Le coup de vent dégage une énergie colossale. Au gré des bourrasques, les déferlantes roulent toujours plus haut et plus loin dans le maquis. Un large ruban d'écume souligne le rivage. Des nuées d'embruns, vagues brisées, recouvrent la roche ocreuse, se mêlent à la végétation littorale. La mer et la terre exultent à l'unisson des éléments déchaînés.
Une fresque témoigne du règne absolu de l'azur. Pouvoirs sans limites de l'éternel souverain. Le sentiment de l'infiniment petit prend ici sens et dimension.

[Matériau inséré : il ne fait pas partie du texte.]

use std::path::PathBuf;

use farm_order_engine::{
    pricing::{PricingConfig, PricingError},
    PricingConfigSource,
};
use log::*;

/// Reads the pricing configuration from a JSON file on every call, so that price changes made by the shop take effect
/// on the very next checkout or amendment.
#[derive(Debug, Clone)]
pub struct FilePricingConfig {
    path: PathBuf,
}

impl FilePricingConfig {
    pub fn new<P: Into<PathBuf>>(path: P) -> Self {
        Self { path: path.into() }
    }
}

impl PricingConfigSource for FilePricingConfig {
    async fn pricing_config(&self) -> Result<PricingConfig, PricingError> {
        let json = tokio::fs::read_to_string(&self.path).await.map_err(|e| {
            error!("🪛️ Could not read pricing configuration from {}. {e}", self.path.display());
            PricingError::ConfigUnavailable(format!("{}: {e}", self.path.display()))
        })?;
        serde_json::from_str(&json).map_err(|e| {
            error!("🪛️ Pricing configuration in {} is invalid. {e}", self.path.display());
            PricingError::ConfigUnavailable(format!("{}: {e}", self.path.display()))
        })
    }
}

Que suis-je, où vais-je en cet élan unitif mêlant colères et jeux de l'extrême ? Enclave ou maillon dérisoire au chaînon des hypothèses ! J'adopte un profil bas. Tout en moi, solitaire, confine inexorablement à la crainte, à l'angoisse. L'évitement, le refus prennent le dessus. En pareils lieux et moments, on ne se ment pas. On comparaît sur le fil d'une lame de verre, miroir sans tain ; Les abysses n'exhortent pas à la tricherie...
Idées noires, pensées déraisonnables et sombres vont l'amble des crêtes et des ondes écumantes ; j'ose et me ravise. Je prends de la vitesse puis, je ralentis, laissant derrière nous le sillage hésitant, l'empreinte virginale de la défaite intérieure.
La leçon de vie s'avère franche, loyale et propre. Elle se montrera féconde. Les moutons reconduisent le marin. Je n'éprouve aucun dépit, aucune rancune. La mer m'accompagne, bonne et bienveillante. Je récuse toute témérité, toute vanité. Univers de vents, de froidures ; il n'est point de vire pour qui parade et se situe.
Le dialogue vire à la transparence, ouvre les portes de l'harmonie. Émoi, peur, joie se partagent l'Un-Conscient et la solitude des grands espaces.
La terre battue telle l'enclume raisonne. L'autre rive tonne, exhorte au large. Un goéland joue dans l'arc-en-ciel, veille aux grains, s'enivre de nues.
L'esquif et l'unique aile qui m'emportent me font craindre le Cap des Tempêtes, ces terribles déferlantes. A quel prix regagner l'antre intouché de la tempête ?
Défier les vagues justifierait-il que l'on mît sa vie en danger. Un rail infernal, au vent des brisants, dans la tourmente de redoutables colosses, ne fit-il point un jour l'un des plus vaste cimetière marin ?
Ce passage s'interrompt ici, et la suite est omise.